What you need to do - Only the number is needed. Please count the lines below in which the word "short" occurs.

[Dataset entries]
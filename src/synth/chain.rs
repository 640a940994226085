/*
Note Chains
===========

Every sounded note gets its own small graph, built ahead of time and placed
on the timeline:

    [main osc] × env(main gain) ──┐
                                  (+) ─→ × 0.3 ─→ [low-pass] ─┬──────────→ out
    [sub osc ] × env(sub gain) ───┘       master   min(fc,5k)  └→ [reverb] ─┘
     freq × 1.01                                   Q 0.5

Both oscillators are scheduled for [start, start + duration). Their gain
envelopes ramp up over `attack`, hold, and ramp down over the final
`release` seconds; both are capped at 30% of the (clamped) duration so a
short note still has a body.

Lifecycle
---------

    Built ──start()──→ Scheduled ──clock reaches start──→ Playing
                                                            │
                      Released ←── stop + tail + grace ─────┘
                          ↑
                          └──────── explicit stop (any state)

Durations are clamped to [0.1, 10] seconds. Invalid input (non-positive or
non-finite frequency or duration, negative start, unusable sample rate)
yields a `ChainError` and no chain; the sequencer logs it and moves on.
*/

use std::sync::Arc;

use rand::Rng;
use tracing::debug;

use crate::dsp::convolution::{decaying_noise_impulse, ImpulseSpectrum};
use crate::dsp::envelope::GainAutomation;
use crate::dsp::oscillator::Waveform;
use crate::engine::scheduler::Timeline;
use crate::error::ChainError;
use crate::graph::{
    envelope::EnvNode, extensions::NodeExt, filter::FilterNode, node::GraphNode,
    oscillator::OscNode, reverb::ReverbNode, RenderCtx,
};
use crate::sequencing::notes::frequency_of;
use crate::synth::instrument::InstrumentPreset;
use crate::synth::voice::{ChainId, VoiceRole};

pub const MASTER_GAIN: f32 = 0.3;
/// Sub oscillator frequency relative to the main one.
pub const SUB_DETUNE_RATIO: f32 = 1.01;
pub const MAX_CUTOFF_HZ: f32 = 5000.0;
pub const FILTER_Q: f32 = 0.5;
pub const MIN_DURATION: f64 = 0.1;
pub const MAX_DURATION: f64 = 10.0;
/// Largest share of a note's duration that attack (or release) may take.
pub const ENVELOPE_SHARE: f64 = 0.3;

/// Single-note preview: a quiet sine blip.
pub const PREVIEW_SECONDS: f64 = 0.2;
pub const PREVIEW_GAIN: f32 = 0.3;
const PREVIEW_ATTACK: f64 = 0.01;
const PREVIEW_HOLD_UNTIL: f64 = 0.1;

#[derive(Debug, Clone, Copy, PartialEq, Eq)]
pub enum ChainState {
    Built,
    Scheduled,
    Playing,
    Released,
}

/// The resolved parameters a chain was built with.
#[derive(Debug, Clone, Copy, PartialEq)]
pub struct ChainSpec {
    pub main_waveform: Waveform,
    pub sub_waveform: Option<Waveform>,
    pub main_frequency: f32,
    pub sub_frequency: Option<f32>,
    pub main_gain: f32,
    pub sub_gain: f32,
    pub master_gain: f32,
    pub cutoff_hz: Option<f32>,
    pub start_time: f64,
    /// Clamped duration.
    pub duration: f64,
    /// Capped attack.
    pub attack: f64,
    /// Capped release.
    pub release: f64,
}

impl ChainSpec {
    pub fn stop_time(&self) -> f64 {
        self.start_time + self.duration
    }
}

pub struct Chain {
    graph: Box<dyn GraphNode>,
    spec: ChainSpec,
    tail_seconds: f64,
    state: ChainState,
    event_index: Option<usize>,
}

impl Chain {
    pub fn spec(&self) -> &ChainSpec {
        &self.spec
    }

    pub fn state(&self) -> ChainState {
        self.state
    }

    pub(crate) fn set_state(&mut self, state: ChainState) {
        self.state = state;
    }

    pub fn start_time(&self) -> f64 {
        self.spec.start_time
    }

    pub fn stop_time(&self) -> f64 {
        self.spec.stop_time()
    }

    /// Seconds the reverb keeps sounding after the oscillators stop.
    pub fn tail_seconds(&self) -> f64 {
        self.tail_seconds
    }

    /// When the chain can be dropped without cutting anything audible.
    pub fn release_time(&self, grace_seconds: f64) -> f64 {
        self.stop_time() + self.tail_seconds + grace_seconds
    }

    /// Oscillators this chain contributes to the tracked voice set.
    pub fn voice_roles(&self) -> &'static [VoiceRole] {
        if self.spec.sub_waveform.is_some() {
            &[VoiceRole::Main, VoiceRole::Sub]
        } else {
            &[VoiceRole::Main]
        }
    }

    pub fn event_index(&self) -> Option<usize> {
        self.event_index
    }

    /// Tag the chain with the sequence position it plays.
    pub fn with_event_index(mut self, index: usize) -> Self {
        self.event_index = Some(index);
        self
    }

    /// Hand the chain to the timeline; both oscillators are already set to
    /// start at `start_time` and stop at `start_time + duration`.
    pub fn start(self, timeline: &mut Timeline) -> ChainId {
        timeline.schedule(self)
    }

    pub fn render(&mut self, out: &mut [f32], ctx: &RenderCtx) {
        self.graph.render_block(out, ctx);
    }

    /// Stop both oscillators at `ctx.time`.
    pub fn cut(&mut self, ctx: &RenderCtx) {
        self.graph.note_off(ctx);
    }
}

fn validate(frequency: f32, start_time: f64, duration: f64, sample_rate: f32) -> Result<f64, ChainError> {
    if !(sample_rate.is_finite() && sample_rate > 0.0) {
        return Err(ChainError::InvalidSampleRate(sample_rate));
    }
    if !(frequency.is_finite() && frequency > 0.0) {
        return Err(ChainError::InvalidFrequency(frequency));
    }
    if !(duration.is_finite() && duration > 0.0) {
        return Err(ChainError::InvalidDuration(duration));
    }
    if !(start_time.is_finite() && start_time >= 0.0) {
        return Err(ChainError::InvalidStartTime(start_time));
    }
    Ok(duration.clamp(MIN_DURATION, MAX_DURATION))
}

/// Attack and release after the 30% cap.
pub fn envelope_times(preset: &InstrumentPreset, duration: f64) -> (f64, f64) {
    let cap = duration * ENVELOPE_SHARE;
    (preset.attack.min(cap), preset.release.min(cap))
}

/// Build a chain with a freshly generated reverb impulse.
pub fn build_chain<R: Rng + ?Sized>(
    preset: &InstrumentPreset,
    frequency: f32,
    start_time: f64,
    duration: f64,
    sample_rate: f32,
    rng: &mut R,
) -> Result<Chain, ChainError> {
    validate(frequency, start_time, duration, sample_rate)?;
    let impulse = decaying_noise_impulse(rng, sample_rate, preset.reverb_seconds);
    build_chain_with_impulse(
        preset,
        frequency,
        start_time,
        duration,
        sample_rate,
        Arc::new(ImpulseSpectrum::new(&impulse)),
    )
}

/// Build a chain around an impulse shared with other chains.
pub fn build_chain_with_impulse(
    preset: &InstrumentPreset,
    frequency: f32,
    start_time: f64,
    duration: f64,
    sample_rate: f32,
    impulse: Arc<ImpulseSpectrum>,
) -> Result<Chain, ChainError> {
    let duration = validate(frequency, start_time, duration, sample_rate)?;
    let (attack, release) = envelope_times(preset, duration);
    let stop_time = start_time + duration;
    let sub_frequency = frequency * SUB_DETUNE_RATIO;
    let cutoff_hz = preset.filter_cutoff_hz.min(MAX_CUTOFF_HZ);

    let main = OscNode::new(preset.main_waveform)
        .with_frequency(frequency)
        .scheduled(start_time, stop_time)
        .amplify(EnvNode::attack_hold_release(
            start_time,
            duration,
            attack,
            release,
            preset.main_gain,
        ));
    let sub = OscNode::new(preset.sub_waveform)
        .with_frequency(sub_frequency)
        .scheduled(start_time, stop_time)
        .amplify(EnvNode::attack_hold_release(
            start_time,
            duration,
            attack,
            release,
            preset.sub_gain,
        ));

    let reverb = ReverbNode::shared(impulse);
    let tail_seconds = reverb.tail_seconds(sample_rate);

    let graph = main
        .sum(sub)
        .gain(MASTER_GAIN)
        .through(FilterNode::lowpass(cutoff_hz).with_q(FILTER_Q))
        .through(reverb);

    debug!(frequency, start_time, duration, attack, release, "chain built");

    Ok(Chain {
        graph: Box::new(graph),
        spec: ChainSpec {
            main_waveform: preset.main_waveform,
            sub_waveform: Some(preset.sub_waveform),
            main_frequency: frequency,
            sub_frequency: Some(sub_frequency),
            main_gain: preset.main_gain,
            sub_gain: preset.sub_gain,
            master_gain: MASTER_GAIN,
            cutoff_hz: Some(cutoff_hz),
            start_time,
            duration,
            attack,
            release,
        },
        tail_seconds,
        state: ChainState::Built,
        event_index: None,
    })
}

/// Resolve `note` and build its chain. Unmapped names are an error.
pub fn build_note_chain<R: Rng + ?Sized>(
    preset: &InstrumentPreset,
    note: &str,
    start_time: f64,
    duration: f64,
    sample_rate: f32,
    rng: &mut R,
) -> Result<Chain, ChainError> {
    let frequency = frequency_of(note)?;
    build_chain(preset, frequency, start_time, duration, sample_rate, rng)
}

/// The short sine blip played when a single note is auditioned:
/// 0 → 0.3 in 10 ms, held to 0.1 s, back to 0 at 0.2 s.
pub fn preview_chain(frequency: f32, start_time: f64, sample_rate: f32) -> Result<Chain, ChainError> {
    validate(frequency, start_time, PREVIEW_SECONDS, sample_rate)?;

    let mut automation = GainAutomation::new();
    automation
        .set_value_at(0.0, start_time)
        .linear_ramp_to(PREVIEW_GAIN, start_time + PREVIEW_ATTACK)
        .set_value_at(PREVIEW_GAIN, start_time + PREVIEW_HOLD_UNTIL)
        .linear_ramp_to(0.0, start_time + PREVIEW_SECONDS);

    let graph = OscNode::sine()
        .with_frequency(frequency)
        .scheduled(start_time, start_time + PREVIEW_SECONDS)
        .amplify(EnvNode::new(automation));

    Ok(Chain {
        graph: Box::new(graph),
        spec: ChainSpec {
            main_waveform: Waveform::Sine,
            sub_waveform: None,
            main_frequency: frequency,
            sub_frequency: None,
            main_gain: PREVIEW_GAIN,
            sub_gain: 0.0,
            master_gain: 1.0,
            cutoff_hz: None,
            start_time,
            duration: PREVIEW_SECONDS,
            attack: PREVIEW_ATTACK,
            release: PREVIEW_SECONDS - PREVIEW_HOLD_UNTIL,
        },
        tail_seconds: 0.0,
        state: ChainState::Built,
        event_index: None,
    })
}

Result below - 2